3D printed models of fixators or so-called orthoses have been used in the treatment of fractures for a long time, but so far this technology has not received wide application. In this article, we will consider all the pros and cons of this method compared to the traditional plaster cast, and also try to predict the future technological revolution in this most conservative, but very reliable and effective treatment method. nine0003

History of the emergence of technology

Orthopedic plasters are used to facilitate the healing process of broken bones. Acting like a pin, the cast keeps the limbs in place to prevent the bone from healing improperly. Modern dressings are made mainly of gypsum or fiberglass, and the idea of ​​creating a fixing (immobilizing) dressing belongs to the Russian surgeon Nikolai Ivanovich Pirogov. In 1847, during the fighting in the Caucasus, he first used a fixing "stuck bandage". At first, starch was used as a hardening agent, which Pirogov later replaced with gutta-percha, and, finally, with gypsum. A modern plaster cast is a hygroscopic bandage sprinkled with plaster.
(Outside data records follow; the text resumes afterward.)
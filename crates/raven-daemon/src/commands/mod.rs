//! Command handlers, grouped by what drives them: [`intents`] answers
//! [`raven_types::intents::ControlIntent`]s from the UI, [`mesh`] answers
//! inbound packets from the BLE mesh (design spec §4.6/§4.7).

pub mod channel;
pub mod intents;
pub mod mesh;
fn handle_delivery_ack(state: &DaemonState, packet: &Packet) -> Vec<OutboundPacket> {
    if let Ok(message_id) = raven_codec::cbor::from_slice::<[u8; 16]>(&packet.payload) {
        state.event_bus.emit(CoreEvent::Delivered { message_id });
    }
    Vec::new()
}

fn handle_read_receipt(state: &DaemonState, packet: &Packet) -> Vec<OutboundPacket> {
    if let Ok(message_id) = raven_codec::cbor::from_slice::<[u8; 16]>(&packet.payload) {
        state.event_bus.emit(CoreEvent::ReadReceiptReceived { message_id });
    }
    Vec::new()
}

/// Respond to a peer's GCS filter with the hashes of our own seen packets
/// it's missing (design spec §4.9 Gossip Sync fill-in).
fn handle_request_sync(state: &DaemonState, packet: &Packet, now_ms: u64) -> Vec<OutboundPacket> {
    use raven_gossip::sync::SyncDirection;

    let allowed = state.sync_scheduler.lock().expect("sync_scheduler mutex poisoned").try_allow(
        packet.sender_id,
        SyncDirection::Inbound,
        now_ms,
    );
    if !allowed {
        return Vec::new();
    }

    let request = match raven_codec::payload::decode_request_sync(&packet.payload) {
        Ok(r) => r,
        Err(e) => {
            tracing::warn!(?e, "malformed request_sync payload");
            return Vec::new();
        }
    };

    let filter = match raven_gossip::gcs::GcsFilter::from_bytes(&request.filter_bytes) {
        Ok(f) => f,
        Err(e) => {
            tracing::warn!(?e, "malformed gcs filter");
            return Vec::new();
        }
    };

    // Their filter tells us which of our seen packets they're missing; the
    // actual re-send of those packets happens at the outbox/relay layer,
    // which holds the packet bodies this module only has hashes for.
    let missing: Vec<_> =
        state.seen.lock().expect("seen mutex poisoned").hashes().into_iter().filter(|h| !filter.contains(h)).collect();
    tracing::debug!(count = missing.len(), peer = ?packet.sender_id, "peer is missing packets after sync");
    Vec::new()
}
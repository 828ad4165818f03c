//! Favorites and the peer/npub identity index (design spec §4.12).
//!
//! Favorite state is relationship-local, not global: each side tracks
//! whether *we* favorited a peer and whether *they* favorited us back, the
//! latter learned only from an out-of-band `[FAVORITED]`/`[UNFAVORITED]`
//! control message carried over an established session. Mutuality gates
//! the Nostr fallback path in [`crate::router::MessageRouter`] (design spec
//! §4.11: a non-mutual favorite never gets a long-range delivery attempt).

use raven_types::{NoiseStaticPub, PeerId};
use std::collections::HashMap;

/// One side's view of its relationship with a peer, keyed by that peer's
/// stable Noise static public key.
#[derive(Clone, Debug, Default, PartialEq, Eq)]
pub struct FavoriteRelationship {
    pub we_favorite: bool,
    pub they_favorite: bool,
    /// The peer's Nostr main identity, hex-encoded x-only pubkey, learned
    /// via the same out-of-band exchange as favorite status. `None` until
    /// the peer has announced one.
    pub nostr_npub_hex: Option<String>,
}

impl FavoriteRelationship {
    /// Mutual favorites are the only relationship eligible for the Nostr
    /// long-range fallback (design spec §4.11).
    pub fn is_mutual(&self) -> bool {
        self.we_favorite && self.they_favorite
    }
}

/// Favorite relationships plus the secondary `peer_id -> noise_static_pub`
/// index needed because routing decisions arrive keyed by the peer's
/// current (rotating) `PeerId`, while favorite state is keyed by the
/// peer's stable static key.
#[derive(Default)]
pub struct FavoritesIndex {
    by_noise_pub: HashMap<String, FavoriteRelationship>,
    peer_to_noise_pub: HashMap<PeerId, String>,
}

impl FavoritesIndex {
    pub fn new() -> Self {
        Self::default()
    }

    /// Associate a peer's current `PeerId` with its stable static key.
    /// Called whenever a peer is identified (announce or session
    /// established), so favorite lookups by `PeerId` stay valid across a
    /// peer-ID rotation.
    pub fn bind_peer(&mut self, peer_id: PeerId, noise_static_pub: &NoiseStaticPub) {
        self.peer_to_noise_pub.insert(peer_id, hex::encode(noise_static_pub));
    }

    /// Record that we favorited `noise_static_pub_hex`.
    pub fn record_favorited(&mut self, noise_static_pub_hex: &str) {
        self.by_noise_pub.entry(noise_static_pub_hex.to_string()).or_default().we_favorite = true;
    }

    /// Record that we unfavorited `noise_static_pub_hex`.
    pub fn record_unfavorited(&mut self, noise_static_pub_hex: &str) {
        self.by_noise_pub.entry(noise_static_pub_hex.to_string()).or_default().we_favorite = false;
    }

    /// Record an incoming `[FAVORITED]` control message from a peer,
    /// optionally carrying their Nostr main identity.
    pub fn record_they_favorited(&mut self, noise_static_pub_hex: &str, nostr_npub_hex: Option<String>) {
        let relationship = self.by_noise_pub.entry(noise_static_pub_hex.to_string()).or_default();
        relationship.they_favorite = true;
        if nostr_npub_hex.is_some() {
            relationship.nostr_npub_hex = nostr_npub_hex;
        }
    }

    /// Record an incoming `[UNFAVORITED]` control message from a peer.
    pub fn record_they_unfavorited(&mut self, noise_static_pub_hex: &str) {
        self.by_noise_pub.entry(noise_static_pub_hex.to_string()).or_default().they_favorite = false;
    }

    /// Look up the relationship by stable static key.
    pub fn get(&self, noise_static_pub_hex: &str) -> Option<&FavoriteRelationship> {
        self.by_noise_pub.get(noise_static_pub_hex)
    }

    /// Look up the relationship by current `PeerId`, resolving through the
    /// static-key index first.
    pub fn get_by_peer(&self, peer_id: &PeerId) -> Option<&FavoriteRelationship> {
        let noise_static_pub_hex = self.peer_to_noise_pub.get(peer_id)?;
        self.get(noise_static_pub_hex)
    }

    /// True if the given peer is a mutual favorite with a known Nostr
    /// identity, i.e. eligible for the long-range fallback.
    pub fn is_mutual(&self, peer_id: &PeerId) -> bool {
        self.get_by_peer(peer_id).is_some_and(FavoriteRelationship::is_mutual)
    }
}
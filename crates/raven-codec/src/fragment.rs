//! Splits oversized packets into `FRAGMENT`-type packets and reassembles
//! them on the receive side (design spec §4.2).
//!
//! Time is supplied by the caller (`now_ms`, usually from a
//! `raven_types::ClockSource`) rather than read internally, so reassembly
//! deadlines are deterministic under test.

use std::collections::HashMap;

use raven_types::fragment::Fragment;
use raven_types::TransferId;

use crate::{CodecError, Result};

/// Default reassembly deadline, per design spec §4.2.
pub const DEFAULT_REASSEMBLY_DEADLINE_MS: u64 = 60_000;

/// Split `payload` into fragments of at most `max_fragment_len` bytes each,
/// sharing a fresh random `transfer_id`.
pub fn split(payload: &[u8], max_fragment_len: usize) -> Vec<Fragment> {
    assert!(max_fragment_len > 0, "max_fragment_len must be positive");

    let mut transfer_id: TransferId = [0u8; 16];
    rand::RngCore::fill_bytes(&mut rand::thread_rng(), &mut transfer_id);

    let chunks: Vec<&[u8]> = payload.chunks(max_fragment_len).collect();
    let total = chunks.len().max(1) as u16;

    if payload.is_empty() {
        return vec![Fragment {
            transfer_id,
            index: 0,
            total: 1,
            bytes: Vec::new(),
        }];
    }

    chunks
        .into_iter()
        .enumerate()
        .map(|(index, bytes)| Fragment {
            transfer_id,
            index: index as u16,
            total,
            bytes: bytes.to_vec(),
        })
        .collect()
}

struct ReassemblyBuffer {
    total: u16,
    parts: HashMap<u16, Vec<u8>>,
    started_at_ms: u64,
}

/// Owns in-flight reassembly buffers, one per `transfer_id`.
#[derive(Default)]
pub struct Reassembler {
    buffers: HashMap<TransferId, ReassemblyBuffer>,
    deadline_ms: u64,
}

impl Reassembler {
    pub fn new(deadline_ms: u64) -> Self {
        Self {
            buffers: HashMap::new(),
            deadline_ms,
        }
    }

    /// Ingest one fragment. Returns the reassembled bytes once every index
    /// up to `total` has arrived.
    pub fn ingest(&mut self, fragment: Fragment, now_ms: u64) -> Result<Option<Vec<u8>>> {
        let buffer = self.buffers.entry(fragment.transfer_id).or_insert_with(|| ReassemblyBuffer {
            total: fragment.total,
            parts: HashMap::new(),
            started_at_ms: now_ms,
        });

        if buffer.total != fragment.total {
            return Err(CodecError::SizeMismatch);
        }

        match buffer.parts.get(&fragment.index) {
            Some(existing) if existing == &fragment.bytes => {}
            Some(_) => return Err(CodecError::FragmentOverlap(fragment.index)),
            None => {
                buffer.parts.insert(fragment.index, fragment.bytes);
            }
        }

        if buffer.parts.len() < buffer.total as usize {
            return Ok(None);
        }

        let buffer = self.buffers.remove(&fragment.transfer_id).expect("just inserted");
        let mut out = Vec::new();
        for index in 0..buffer.total {
            let part = buffer
                .parts
                .get(&index)
                .ok_or(CodecError::SizeMismatch)?;
            out.extend_from_slice(part);
        }
        Ok(Some(out))
    }

    /// Drop a reassembly buffer, e.g. on explicit cancellation.
    pub fn cancel(&mut self, transfer_id: &TransferId) {
        self.buffers.remove(transfer_id);
    }

    /// Evict and return the transfer ids of any buffer older than the
    /// configured deadline.
    pub fn evict_expired(&mut self, now_ms: u64) -> Vec<TransferId> {
        let deadline_ms = self.deadline_ms;
        let expired: Vec<TransferId> = self
            .buffers
            .iter()
            .filter(|(_, buf)| now_ms.saturating_sub(buf.started_at_ms) > deadline_ms)
            .map(|(id, _)| *id)
            .collect();
        for id in &expired {
            self.buffers.remove(id);
        }
        expired
    }
}

#[cfg(test)]
mod tests {
    use super::*;

    #[test]
    fn split_and_reassemble_roundtrip() {
        let payload = vec![7u8; 1000];
        let fragments = split(&payload, 300);
        assert_eq!(fragments.len(), 4);

        let mut reassembler = Reassembler::new(DEFAULT_REASSEMBLY_DEADLINE_MS);
        let mut result = None;
        for fragment in fragments {
            result = reassembler.ingest(fragment, 0).expect("ingest");
        }
        assert_eq!(result, Some(payload));
    }

    #[test]
    fn out_of_order_fragments_reassemble_correctly() {
        let payload = b"the quick brown fox jumps".to_vec();
        let mut fragments = split(&payload, 5);
        fragments.reverse();

        let mut reassembler = Reassembler::new(DEFAULT_REASSEMBLY_DEADLINE_MS);
        let mut result = None;
        for fragment in fragments {
            result = reassembler.ingest(fragment, 0).expect("ingest");
        }
        assert_eq!(result, Some(payload));
    }

    #[test]
    fn duplicate_identical_fragment_is_ignored() {
        let payload = b"duplicate me".to_vec();
        let fragments = split(&payload, 4);
        let mut reassembler = Reassembler::new(DEFAULT_REASSEMBLY_DEADLINE_MS);

        reassembler.ingest(fragments[0].clone(), 0).expect("ingest");
        reassembler
            .ingest(fragments[0].clone(), 0)
            .expect("duplicate identical fragment should not error");

        let mut result = None;
        for fragment in fragments.into_iter().skip(1) {
            result = reassembler.ingest(fragment, 0).expect("ingest");
        }
        assert_eq!(result, Some(payload));
    }

    #[test]
    fn conflicting_duplicate_index_is_rejected() {
        let payload = b"conflict me please".to_vec();
        let fragments = split(&payload, 4);
        let mut reassembler = Reassembler::new(DEFAULT_REASSEMBLY_DEADLINE_MS);

        reassembler.ingest(fragments[0].clone(), 0).expect("ingest");

        let mut conflicting = fragments[0].clone();
        conflicting.bytes = vec![0xFF; conflicting.bytes.len()];
        assert!(matches!(
            reassembler.ingest(conflicting, 0),
            Err(CodecError::FragmentOverlap(0))
        ));
    }

    #[test]
    fn expired_buffers_are_evicted() {
        let payload = vec![1u8; 20];
        let fragments = split(&payload, 4);
        let mut reassembler = Reassembler::new(1_000);
        reassembler.ingest(fragments[0].clone(), 0).expect("ingest");

        let expired = reassembler.evict_expired(2_000);
        assert_eq!(expired.len(), 1);
        assert_eq!(expired[0], fragments[0].transfer_id);
    }

    #[test]
    fn cancel_drops_in_progress_buffer() {
        let payload = vec![1u8; 20];
        let fragments = split(&payload, 4);
        let mut reassembler = Reassembler::new(DEFAULT_REASSEMBLY_DEADLINE_MS);
        reassembler.ingest(fragments[0].clone(), 0).expect("ingest");

        reassembler.cancel(&fragments[0].transfer_id);
        assert!(reassembler.evict_expired(u64::MAX).is_empty());
    }
}
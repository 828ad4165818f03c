//! # raven-crypto
//!
//! Cryptographic primitives for the Raven mesh/Nostr protocol.
//!
//! No algorithm negotiation is permitted at this layer — each concern has
//! exactly one fixed suite, matching the wire formats the rest of the
//! workspace depends on.
//!
//! ## Modules
//!
//! - [`ed25519`] — mesh identity and packet signing (RFC 8032)
//! - [`x25519`] — Noise static/ephemeral key agreement (RFC 7748)
//! - [`noise`] — Noise_XX_25519_ChaChaPoly_SHA256 handshake primitives
//! - [`sha256`] — fingerprint and packet-id hashing
//! - [`pbkdf2`] — channel password key derivation
//! - [`aesgcm`] — channel message AEAD
//! - [`secp`] — secp256k1/BIP-340 Nostr identities (NIP-01)

pub mod aesgcm;
pub mod ed25519;
pub mod noise;
pub mod pbkdf2;
pub mod secp;
pub mod sha256;
pub mod x25519;

/// Error types for cryptographic operations.
#[derive(Debug, thiserror::Error)]
pub enum CryptoError {
    /// Ed25519 signature verification failed.
    #[error("signature verification failed")]
    SignatureVerification,

    /// AEAD decryption failed (authentication tag mismatch).
    #[error("AEAD decryption failed")]
    AeadDecryption,

    /// Key derivation failed.
    #[error("key derivation failed: {0}")]
    KeyDerivation(String),

    /// Invalid key length.
    #[error("invalid key length: expected {expected}, got {actual}")]
    InvalidKeyLength { expected: usize, actual: usize },

    /// Noise handshake error.
    #[error("noise handshake error: {0}")]
    Noise(String),

    /// secp256k1/Nostr identity error.
    #[error("secp256k1 error: {0}")]
    Secp(String),

    /// Invalid input data.
    #[error("invalid input: {0}")]
    InvalidInput(String),

    /// Serialization error.
    #[error("serialization error: {0}")]
    Serialization(String),
}

pub type Result<T> = std::result::Result<T, CryptoError>;
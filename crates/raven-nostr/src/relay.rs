//! `RelayClient`: the external WebSocket publish/subscribe boundary, and a
//! per-relay connection state machine with backoff, subscription
//! persistence, and periodic drift repair (design spec §4.10).

use std::collections::HashMap;
use std::num::NonZeroUsize;

use lru::LruCache;
use tracing::debug;

use crate::event::NostrEvent;
use crate::{NostrError, Result};

/// Delay before the first reconnect attempt against a relay.
pub const RETRY_BASE_MS: u64 = 1_000;

/// Upper bound on reconnect backoff.
pub const RETRY_MAX_MS: u64 = 60_000;

/// Interval between subscription-drift consistency checks.
pub const CONSISTENCY_CHECK_INTERVAL_MS: u64 = 30_000;

/// Bound on the cross-relay event-id deduplicator.
pub const SEEN_EVENT_CAPACITY: usize = 2_000;

/// The WebSocket-level collaborator. Implementors own the actual relay
/// connections; `RelayManager` only tracks state and decides when to call
/// these.
pub trait RelayClient: Send + Sync {
    fn connect(&self, url: &str) -> impl std::future::Future<Output = Result<()>> + Send;
    fn disconnect(&self, url: &str) -> impl std::future::Future<Output = Result<()>> + Send;
    fn publish(&self, url: &str, event: &NostrEvent) -> impl std::future::Future<Output = Result<()>> + Send;
    fn subscribe(
        &self,
        url: &str,
        sub_id: &str,
        filter_json: &str,
    ) -> impl std::future::Future<Output = Result<()>> + Send;
    fn unsubscribe(&self, url: &str, sub_id: &str) -> impl std::future::Future<Output = Result<()>> + Send;
}

/// A relay connection's lifecycle state.
#[derive(Clone, Copy, Debug, PartialEq, Eq)]
pub enum ConnectionState {
    Disconnected,
    Connecting,
    Connected,
    Disconnecting,
}

struct RelayState {
    state: ConnectionState,
    attempt: u32,
    next_retry_at_ms: u64,
    /// Set once a DNS failure makes this relay permanently unreachable;
    /// `due_for_retry` will never surface it again.
    terminal: bool,
    /// sub_id -> filter JSON, restored on every reconnect.
    subscriptions: HashMap<String, String>,
}

impl RelayState {
    fn new() -> Self {
        Self { state: ConnectionState::Disconnected, attempt: 0, next_retry_at_ms: 0, terminal: false, subscriptions: HashMap::new() }
    }

    fn backoff_ms(attempt: u32) -> u64 {
        RETRY_BASE_MS.saturating_mul(1u64 << attempt.min(6)).min(RETRY_MAX_MS)
    }
}

/// Tracks every configured relay's connection state and subscriptions, and
/// deduplicates events seen across all of them.
pub struct RelayManager<C: RelayClient> {
    client: C,
    relays: HashMap<String, RelayState>,
    seen_events: LruCache<String, ()>,
    last_consistency_check_ms: u64,
}

impl<C: RelayClient> RelayManager<C> {
    pub fn new(client: C) -> Self {
        Self {
            client,
            relays: HashMap::new(),
            seen_events: LruCache::new(NonZeroUsize::new(SEEN_EVENT_CAPACITY).expect("capacity is nonzero")),
            last_consistency_check_ms: 0,
        }
    }

    /// Register a relay without connecting to it yet.
    pub fn add_relay(&mut self, url: &str) {
        self.relays.entry(url.to_string()).or_insert_with(RelayState::new);
    }

    pub fn remove_relay(&mut self, url: &str) {
        self.relays.remove(url);
    }

    pub fn state(&self, url: &str) -> Option<ConnectionState> {
        self.relays.get(url).map(|r| r.state)
    }

    pub fn configured_relays(&self) -> Vec<String> {
        self.relays.keys().cloned().collect()
    }

    /// Attempt to connect to `url`. On success, restores any subscriptions
    /// recorded from before a prior disconnect. A DNS failure is terminal:
    /// the relay is marked and never surfaced by [`Self::due_for_retry`]
    /// again.
    pub async fn connect(&mut self, url: &str, now_ms: u64) -> Result<()> {
        self.add_relay(url);
        let relay = self.relays.get_mut(url).expect("just inserted");
        relay.state = ConnectionState::Connecting;

        match self.client.connect(url).await {
            Ok(()) => {
                let relay = self.relays.get_mut(url).expect("still present");
                relay.state = ConnectionState::Connected;
                relay.attempt = 0;
                let subs: Vec<(String, String)> =
                    relay.subscriptions.iter().map(|(k, v)| (k.clone(), v.clone())).collect();
                for (sub_id, filter_json) in subs {
                    self.client.subscribe(url, &sub_id, &filter_json).await?;
                }
                Ok(())
            }
            Err(err) => {
                let relay = self.relays.get_mut(url).expect("still present");
                relay.state = ConnectionState::Disconnected;
                if matches!(err, NostrError::RelayDns(_)) {
                    debug!(url = %url, "relay DNS resolution failed, marking terminal");
                    relay.terminal = true;
                } else {
                    relay.attempt += 1;
                    relay.next_retry_at_ms = now_ms + RelayState::backoff_ms(relay.attempt);
                    debug!(url = %url, attempt = relay.attempt, error = %err, "relay connect failed, scheduling retry");
                }
                Err(err)
            }
        }
    }

    /// Relays that are disconnected, non-terminal, and due for a retry.
    pub fn due_for_retry(&self, now_ms: u64) -> Vec<String> {
        self.relays
            .iter()
            .filter(|(_, r)| r.state == ConnectionState::Disconnected && !r.terminal && now_ms >= r.next_retry_at_ms)
            .map(|(url, _)| url.clone())
            .collect()
    }

    pub async fn disconnect(&mut self, url: &str) -> Result<()> {
        if let Some(relay) = self.relays.get_mut(url) {
            relay.state = ConnectionState::Disconnecting;
        }
        self.client.disconnect(url).await?;
        if let Some(relay) = self.relays.get_mut(url) {
            relay.state = ConnectionState::Disconnected;
        }
        Ok(())
    }

    /// Record a subscription and, if connected, install it immediately.
    /// Persisted in memory so a later reconnect restores it automatically.
    pub async fn subscribe(&mut self, url: &str, sub_id: &str, filter_json: &str) -> Result<()> {
        self.add_relay(url);
        let relay = self.relays.get_mut(url).expect("just inserted");
        relay.subscriptions.insert(sub_id.to_string(), filter_json.to_string());
        if relay.state == ConnectionState::Connected {
            self.client.subscribe(url, sub_id, filter_json).await?;
        }
        Ok(())
    }

    pub async fn unsubscribe(&mut self, url: &str, sub_id: &str) -> Result<()> {
        let connected = self.relays.get(url).map(|r| r.state == ConnectionState::Connected).unwrap_or(false);
        if let Some(relay) = self.relays.get_mut(url) {
            relay.subscriptions.remove(sub_id);
        }
        if connected {
            self.client.unsubscribe(url, sub_id).await?;
        }
        Ok(())
    }

    pub async fn publish(&mut self, url: &str, event: &NostrEvent) -> Result<()> {
        self.client.publish(url, event).await
    }

    /// Record that `event_id` was seen on some relay. Returns `true` the
    /// first time an id is seen, `false` for a duplicate delivered by
    /// another relay or a repeat subscription match.
    pub fn record_event_seen(&mut self, event_id: &str) -> bool {
        if self.seen_events.contains(event_id) {
            false
        } else {
            self.seen_events.put(event_id.to_string(), ());
            true
        }
    }

    pub fn consistency_check_due(&self, now_ms: u64) -> bool {
        now_ms.saturating_sub(self.last_consistency_check_ms) >= CONSISTENCY_CHECK_INTERVAL_MS
    }

    /// Re-install every recorded subscription on every connected relay,
    /// repairing drift between what we think is subscribed and what the
    /// relay actually has active.
    pub async fn repair_subscriptions(&mut self, now_ms: u64) -> Result<()> {
        let connected: Vec<(String, Vec<(String, String)>)> = self
            .relays
            .iter()
            .filter(|(_, r)| r.state == ConnectionState::Connected)
            .map(|(url, r)| (url.clone(), r.subscriptions.iter().map(|(k, v)| (k.clone(), v.clone())).collect()))
            .collect();

        for (url, subs) in connected {
            for (sub_id, filter_json) in subs {
                self.client.subscribe(&url, &sub_id, &filter_json).await?;
            }
        }
        self.last_consistency_check_ms = now_ms;
        Ok(())
    }
}

#[cfg(test)]
pub use mock::MockRelayClient;

#[cfg(test)]
mod mock {
    use super::*;
    use std::sync::Mutex;

    /// In-memory `RelayClient` double. `fail_dns` and `fail_connect` name
    /// relay URLs that should fail connect() in the respective way.
    #[derive(Default)]
    pub struct MockRelayClient {
        pub published: Mutex<Vec<(String, String)>>,
        pub subscribed: Mutex<Vec<(String, String, String)>>,
        pub unsubscribed: Mutex<Vec<(String, String)>>,
        pub fail_dns: Mutex<Vec<String>>,
        pub fail_connect: Mutex<Vec<String>>,
    }

    impl MockRelayClient {
        pub fn new() -> Self {
            Self::default()
        }
    }

    impl RelayClient for MockRelayClient {
        async fn connect(&self, url: &str) -> Result<()> {
            if self.fail_dns.lock().unwrap().iter().any(|u| u == url) {
                return Err(NostrError::RelayDns(url.to_string()));
            }
            if self.fail_connect.lock().unwrap().iter().any(|u| u == url) {
                return Err(NostrError::Relay(format!("simulated failure connecting to {url}")));
            }
            Ok(())
        }

        async fn disconnect(&self, _url: &str) -> Result<()> {
            Ok(())
        }

        async fn publish(&self, url: &str, event: &NostrEvent) -> Result<()> {
            self.published.lock().unwrap().push((url.to_string(), event.id.clone()));
            Ok(())
        }

        async fn subscribe(&self, url: &str, sub_id: &str, filter_json: &str) -> Result<()> {
            self.subscribed.lock().unwrap().push((url.to_string(), sub_id.to_string(), filter_json.to_string()));
            Ok(())
        }

        async fn unsubscribe(&self, url: &str, sub_id: &str) -> Result<()> {
            self.unsubscribed.lock().unwrap().push((url.to_string(), sub_id.to_string()));
            Ok(())
        }
    }
}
Produced industrially, in sealed packaging. When soaked in water, gypsum plaster begins to harden. Application can take up to 45 minutes, and a full cast can take 24 to 72 hours. Removing plaster is also a difficult procedure: hardened plaster can only be broken safely with a special power saw. nine0003

Naturally, there are many opportunities to improve this technology, and the pioneers of 3D printing saw the potential of additive manufacturing to solve the emerging problems. The first 3D printed retainers were introduced in 2013. At the same time, the scheme for the production of an orthosis became clear. It consists of 3 main steps.


Stage 1: X-ray

To determine the exact position of the broken bone, a standard x-ray of the patient's limb is taken. nine0003

Stage 2: 3D modeling

The patient's arm is scanned with a 3D scanner to create a 3D model. Based on the exact dimensions of the patient's hand, a perfectly fitting impression shape can be made.

Stage 3: 3D printing

The orthosis is 3D printed from lightweight plastic and can be fitted to the patient in seconds.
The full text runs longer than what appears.